Capote was attacked by ants today...he stood in a new ant pile that just popped up in my yard. So he was hopping around like crazy cause they were in his fur. Needless to say I had to rub down his paws to get the critters off of him (poor guy!) ..and then we went inside to get away from all the ones that were on the patio. He spent the next 10 minutes licking his paws. Any relief? Do you know of any medicine I Can give him? I usually use calomine lotion on me but I don't know if you can use that on dogs..


----------



## ama0722 (Nov 28, 2006)

This has happened to Dora too a few months ago. I threw her in a bath tub and sprayed them all off. I then gave her a small dosage of benadryl just in case they actually bit her. She was fine but monitor him to make sure. I would be scared putting any skin cream on that he would lick it off. You might want to call your vet and ask about anything orally.

Poor guy! I know how scared you probably were too... I was nuts!

Amanda


----------



## Havtahava (Aug 20, 2006)

Do your ants bite??? Yikes!

If you really want to put something on him that is safe for dogs, you can run over to your local pet store and get a spray that is meant for itching, hot spots and insect bites. I have a couple of versions of it and keep it on hand just in case the dogs ever get bit by anything. There is one with Bittran in it, which is a bitter tasting ingredient to keep him from trying to lick it off of himself.

I am not positive, but I think the original intent of Bitter Apple spray was for the same purpose. You will want to read the label to be sure.

Here is what Allercaine looks like (the one with Bittran).

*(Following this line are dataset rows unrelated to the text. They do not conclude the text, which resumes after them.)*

use std::sync::Arc;

use crate::{
    db::RecommendationStore,
    models::{CacheEntry, LearningLog, Recommendation, SearchSignature, Topic},
    services::{aggregator::CandidateAggregator, fallback, oracle::Oracle},
};

/// The recommendation pipeline
///
/// Control flow per invocation: cache lookup → (hit: return) → source
/// aggregation → oracle selection → fallback chain → non-fatal cache store →
/// result. No stage failure is fatal; the only empty outcome is when no
/// source, no curated entry, and no blind suggestion produced anything.
pub struct Recommender {
    store: Arc<dyn RecommendationStore>,
    aggregator: CandidateAggregator,
    oracle: Arc<dyn Oracle>,
}

impl Recommender {
    pub fn new(
        store: Arc<dyn RecommendationStore>,
        aggregator: CandidateAggregator,
        oracle: Arc<dyn Oracle>,
    ) -> Self {
        Self {
            store,
            aggregator,
            oracle,
        }
    }

    /// Produces the single best video recommendation for the topic, or `None`
    /// when every strategy came up empty.
    pub async fn recommend(
        &self,
        topic: &Topic,
        last_log: Option<&LearningLog>,
    ) -> Option<Recommendation> {
        let feedback = last_log
            .map(|log| log.feedback.as_str())
            .filter(|f| !f.trim().is_empty());
        let signature = SearchSignature::derive(topic, feedback);

        // Read-through cache; a lookup error is just a miss.
        match self.store.latest(signature.as_str(), topic.level).await {
            Ok(Some(entry)) => {
                tracing::info!(signature = %signature, "Cache hit");
                return Some(entry.to_recommendation());
            }
            Ok(None) => {
                tracing::debug!(signature = %signature, "Cache miss");
            }
            Err(e) => {
                tracing::warn!(error = %e, "Cache lookup failed, treating as miss");
            }
        }

        let candidates = self.aggregator.collect(signature.as_str()).await;
        tracing::info!(
            signature = %signature,
            candidates = candidates.len(),
            "Candidate aggregation completed"
        );

        let recommendation = if candidates.is_empty() {
            self.recommend_without_candidates(topic, feedback).await
        } else {
            match self.oracle.select_video(topic, feedback, &candidates).await {
                Some(selection) => match candidates.get(selection.index) {
                    Some(chosen) => {
                        tracing::info!(
                            strategy = "oracle",
                            index = selection.index,
                            provider = %chosen.provider,
                            "Oracle selected a candidate"
                        );
                        let reason = if selection.reason.is_empty() {
                            format!(
                                "{}该视频由智能排序选出。",
                                fallback::context_reason(topic, feedback)
                            )
                        } else {
                            format!(
                                "{}{}",
                                fallback::context_reason(topic, feedback),
                                selection.reason
                            )
                        };
                        Some(Recommendation {
                            title: chosen.title.clone(),
                            url: chosen.url.clone(),
                            reason,
                            duration: (chosen.duration != "unknown")
                                .then(|| chosen.duration.clone()),
                        })
                    }
                    None => {
                        tracing::warn!(index = selection.index, "Oracle index no longer valid");
                        fallback::rule_based_pick(topic, feedback, &candidates)
                    }
                },
                None => {
                    tracing::info!(strategy = "rule", "No oracle selection, using first candidate");
                    fallback::rule_based_pick(topic, feedback, &candidates)
                }
            }
        };

        if let Some(rec) = &recommendation {
            let entry = CacheEntry::from_recommendation(&signature, topic.level, rec);
            // Cache-store failure is logged and swallowed; the computed
            // recommendation is still returned.
            if let Err(e) = self.store.append(&entry).await {
                tracing::warn!(error = %e, "Failed to store recommendation in cache");
            }
        } else {
            tracing::warn!(signature = %signature, "No recommendation available");
        }

        recommendation
    }

    async fn recommend_without_candidates(
        &self,
        topic: &Topic,
        feedback: Option<&str>,
    ) -> Option<Recommendation> {
        if let Some(rec) = fallback::curated_pick(topic) {
            tracing::info!(strategy = "curated", "Using curated catalog entry");
            return Some(rec);
        }

        match self.oracle.blind_suggestion(topic, feedback).await {
            Some(suggestion) => {
                tracing::info!(
                    strategy = "blind",
                    query = %suggestion.search_query,
                    "Using blind oracle suggestion"
                );
                Some(fallback::package_blind(topic, &suggestion))
            }
            None => None,
        }
    }
}

#[cfg(test)]
mod tests {
    use super::*;
    use std::sync::atomic::{AtomicUsize, Ordering};

    use chrono::Utc;
    use mockall::predicate::eq;
    use uuid::Uuid;

    use crate::{
        db::MockRecommendationStore,
        error::AppError,
        models::{Candidate, Level, Provider},
        services::{
            oracle::{BlindSuggestion, Selection},
            sources::{MockVideoSource, VideoSource},
        },
    };

    fn topic(title: &str) -> Topic {
        Topic {
            title: title.to_string(),
            level: Level::Beginner,
            description: String::new(),
        }
    }

    fn candidate(n: usize) -> Candidate {
        Candidate::new(
            format!("候选 {}", n),
            "简介",
            Some("15:00".to_string()),
            n as u64,
            "UP主".to_string(),
            format!("https://example.com/v/{}", n),
            Provider::Bilibili,
        )
    }

    /// Deterministic oracle double tracking how often each mode is invoked
    #[derive(Default)]
    struct StubOracle {
        selection: Option<Selection>,
        blind: Option<BlindSuggestion>,
        select_calls: AtomicUsize,
        blind_calls: AtomicUsize,
    }

    #[async_trait::async_trait]
    impl Oracle for StubOracle {
        async fn select_video(
            &self,
            _topic: &Topic,
            _last_feedback: Option<&str>,
            _candidates: &[Candidate],
        ) -> Option<Selection> {
            self.select_calls.fetch_add(1, Ordering::SeqCst);
            self.selection.clone()
        }

        async fn blind_suggestion(
            &self,
            _topic: &Topic,
            _last_feedback: Option<&str>,
        ) -> Option<BlindSuggestion> {
            self.blind_calls.fetch_add(1, Ordering::SeqCst);
            self.blind.clone()
        }
    }

    fn source_with(candidates: Vec<Candidate>, expected_calls: usize) -> Arc<dyn VideoSource> {
        let mut mock = MockVideoSource::new();
        mock.expect_name().return_const("stub");
        mock.expect_search()
            .times(expected_calls)
            .returning(move |_, _| candidates.clone());
        Arc::new(mock)
    }

    fn store_with_miss_and_append(expected_appends: usize) -> Arc<MockRecommendationStore> {
        let mut store = MockRecommendationStore::new();
        store.expect_latest().returning(|_, _| Ok(None));
        store
            .expect_append()
            .times(expected_appends)
            .returning(|_| Ok(()));
        Arc::new(store)
    }

    fn recommender(
        store: Arc<MockRecommendationStore>,
        sources: Vec<Arc<dyn VideoSource>>,
        oracle: Arc<StubOracle>,
    ) -> Recommender {
        Recommender::new(store, CandidateAggregator::new(sources, 3), oracle)
    }

    #[tokio::test]
    async fn test_cache_hit_short_circuits_sources_and_oracle() {
        let entry = CacheEntry {
            id: Uuid::new_v4(),
            signature: "Python 入门 教程".to_string(),
            level: Level::Beginner,
            video_title: "缓存命中的视频".to_string(),
            video_url: "https://www.bilibili.com/video/BVcached".to_string(),
            video_duration: None,
            reason: "缓存理由".to_string(),
            created_at: Utc::now(),
        };

        let mut store = MockRecommendationStore::new();
        let returned = entry.clone();
        store
            .expect_latest()
            .with(eq("Python 入门 教程"), eq(Level::Beginner))
            .times(1)
            .returning(move |_, _| Ok(Some(returned.clone())));
        store.expect_append().times(0);

        let oracle = Arc::new(StubOracle::default());
        let service = recommender(
            Arc::new(store),
            vec![source_with(vec![candidate(0)], 0)],
            oracle.clone(),
        );

        let rec = service.recommend(&topic("Python"), None).await.unwrap();
        assert_eq!(rec, entry.to_recommendation());
        assert_eq!(oracle.select_calls.load(Ordering::SeqCst), 0);
        assert_eq!(oracle.blind_calls.load(Ordering::SeqCst), 0);
    }

    #[tokio::test]
    async fn test_oracle_selection_used_and_stored() {
        let oracle = Arc::new(StubOracle {
            selection: Some(Selection {
                index: 1,
                reason: "更系统".to_string(),
            }),
            ..Default::default()
        });
        let service = recommender(
            store_with_miss_and_append(1),
            vec![source_with(vec![candidate(0), candidate(1), candidate(2)], 1)],
            oracle,
        );

        let rec = service.recommend(&topic("Python"), None).await.unwrap();
        assert_eq!(rec.title, "候选 1");
        assert_eq!(rec.url, "https://example.com/v/1");
        assert!(rec.reason.contains("更系统"));
        assert!(rec.reason.contains("Python"));
    }

    #[tokio::test]
    async fn test_no_oracle_selection_falls_back_to_first_candidate() {
        let service = recommender(
            store_with_miss_and_append(1),
            vec![source_with(vec![candidate(0), candidate(1)], 1)],
            Arc::new(StubOracle::default()),
        );

        let rec = service.recommend(&topic("Python"), None).await.unwrap();
        assert_eq!(rec.title, "候选 0");
    }

    #[tokio::test]
    async fn test_zero_candidates_curated_entry_wins_without_blind_call() {
        let oracle = Arc::new(StubOracle {
            blind: Some(BlindSuggestion {
                advice: "不该被用到".to_string(),
                search_query: "不该被用到".to_string(),
            }),
            ..Default::default()
        });
        let service = recommender(
            store_with_miss_and_append(1),
            vec![source_with(vec![], 1)],
            oracle.clone(),
        );

        let rec = service.recommend(&topic("Python 基础"), None).await.unwrap();
        assert_eq!(rec.url, "https://www.bilibili.com/video/BV1ex411x7Em");
        assert_eq!(oracle.blind_calls.load(Ordering::SeqCst), 0);
    }

    #[tokio::test]
    async fn test_zero_candidates_blind_suggestion_packaged() {
        let oracle = Arc::new(StubOracle {
            blind: Some(BlindSuggestion {
                advice: "从基础概念入手".to_string(),
                search_query: "篆刻 入门 教学".to_string(),
            }),
            ..Default::default()
        });
        let service = recommender(
            store_with_miss_and_append(1),
            vec![source_with(vec![], 1)],
            oracle,
        );

        let rec = service.recommend(&topic("篆刻"), None).await.unwrap();
        assert!(rec.url.starts_with("https://search.bilibili.com/all?keyword="));
        assert!(rec.reason.contains("从基础概念入手"));
    }

    #[tokio::test]
    async fn test_total_failure_yields_absence_and_no_store() {
        let service = recommender(
            store_with_miss_and_append(0),
            vec![source_with(vec![], 1)],
            Arc::new(StubOracle::default()),
        );

        assert!(service.recommend(&topic("篆刻"), None).await.is_none());
    }

    #[tokio::test]
    async fn test_store_failure_does_not_lose_recommendation() {
        let mut store = MockRecommendationStore::new();
        store.expect_latest().returning(|_, _| Ok(None));
        store
            .expect_append()
            .times(1)
            .returning(|_| Err(AppError::Internal("disk full".to_string())));

        let service = recommender(
            Arc::new(store),
            vec![source_with(vec![candidate(0)], 1)],
            Arc::new(StubOracle::default()),
        );

        let rec = service.recommend(&topic("Python"), None).await;
        assert!(rec.is_some());
    }

    #[tokio::test]
    async fn test_cache_lookup_error_treated_as_miss() {
        let mut store = MockRecommendationStore::new();
        store
            .expect_latest()
            .returning(|_, _| Err(AppError::Internal("cache offline".to_string())));
        store.expect_append().returning(|_| Ok(()));

        let service = recommender(
            Arc::new(store),
            vec![source_with(vec![candidate(0)], 1)],
            Arc::new(StubOracle::default()),
        );

        assert!(service.recommend(&topic("Python"), None).await.is_some());
    }

    #[tokio::test]
    async fn test_blank_feedback_keeps_signature_of_no_feedback() {
        let mut store = MockRecommendationStore::new();
        store
            .expect_latest()
            .with(eq("Python 入门 教程"), eq(Level::Beginner))
            .times(1)
            .returning(|_, _| Ok(None));
        store.expect_append().returning(|_| Ok(()));

        let service = recommender(
            Arc::new(store),
            vec![source_with(vec![candidate(0)], 1)],
            Arc::new(StubOracle::default()),
        );

        let log = LearningLog {
            feedback: "   ".to_string(),
            created_at: Utc::now(),
        };
        assert!(service.recommend(&topic("Python"), Some(&log)).await.is_some());
    }
}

Poor Capote! I hope he gets relief soon.


----------



## Thumper (Feb 18, 2007)

Yikes!!!!

The biting ants from Texas? Well, my mother was a breeder and I remember one of her dogs got into an ant pile and someone told her pour Coca-Cola on the area. LOL, I don't know if she ever did, but there is a Texas "Wives Tale" for ya

I pulled this off a quick search, if you haven't seen it already. It suggest a baking soda/water paste and/or calamine. I would probably try a little benadryl, too....until you can get out and get the stuff Kimberly recommended.

Kara

Cause
Stings of bees, wasps, hornets, or ants.
General Information
Signs usually occur within about 20 minutes of the bite. Animals should be observed for at least 12-24 hours after a reaction, as mild symptoms may progress in severity.
The stings of bees, wasps, and ants often occur on hairless areas such as the stomach and feet, but are most common on the face, head, or inside the mouth. Stings and bites tend to produce local inflammation and pain, which takes about an hour to subside. Multiple stings and bites can cause a severe allergic reactions including anaphylactic shock. With some insects, such as honey bees, the entire venom-stinger apparatus is torn from the insect's body after stinging and remains attached to the victim. This apparatus contains muscle tissue that may continue contracting, thereby injecting more venom into the pet. Do not remove this using tweezers as that may inject more venom into the pet. It is better to gently scrape (with a credit card or similar card) the stinger out. Some wasps and hornets may sting repeatedly because the venom-stinger apparatus remains attached to the insect.
Toxic Dose
Dependent upon the type of insect, location and number of bites, and immune system of the individual animal.
Signs
Usually characterized by swelling of the eyelids, ear flaps, lips, and sometimes the entire face (angioedema). If the pet has been stung in the nose or mouth, watch for immediate, large swelling. This may cause the pet to have a hard time breathing. May also see urticaria (hives, wheals, or welts) or localized swelling if the skin is involved. The bites are often pruritic (itch). In an anaphylactic reaction, animals may also go into shock with symptoms such as wheezing, weakness, unconsciousness, pale mucous membranes, weak and thready pulse, increased heart rate, fever, or cold extremities (legs), trembling, vomiting, diarrhea, wheezing, and collapse.
Immediate Action
Remove stinger if possible. Apply a paste of baking soda and water to the sting or bite to relieve the itching. Ammonia or calamine lotion dabbed on with a cotton ball can also relieve itching and pain. Apply an ice pack or cold compress to the area to relieve pain and swelling. Contact your veterinarian.
Veterinary Care
General treatment: The stinger will be removed if present.
Supportive treatment: Corticosteroids and antihistamines are administered, and epinephrine if necessary. IV fluids and oxygen are administered if necessary. Blood tests may be performed if organ damage is suspected. If the animal has been stung inside the mouth, eating may be painful. Soften the food with water or feed a soft food.
Specific treatment: Unavailable.
Prognosis
Usually favorable. Guarded, if shock is present.


----------



## CapotesMom (Apr 3, 2007)

I've actually gotten good with not freaking out on those things with him..lol. He got bit, I waited to go to work about 40 minutes later, and since he wasn't swelling up like a balloon (like I saw a yorkie do at the vet once) I figured he'd be ok. I know he's going to be itchy later though and that's what I want to sorta aleviate for him when I get home.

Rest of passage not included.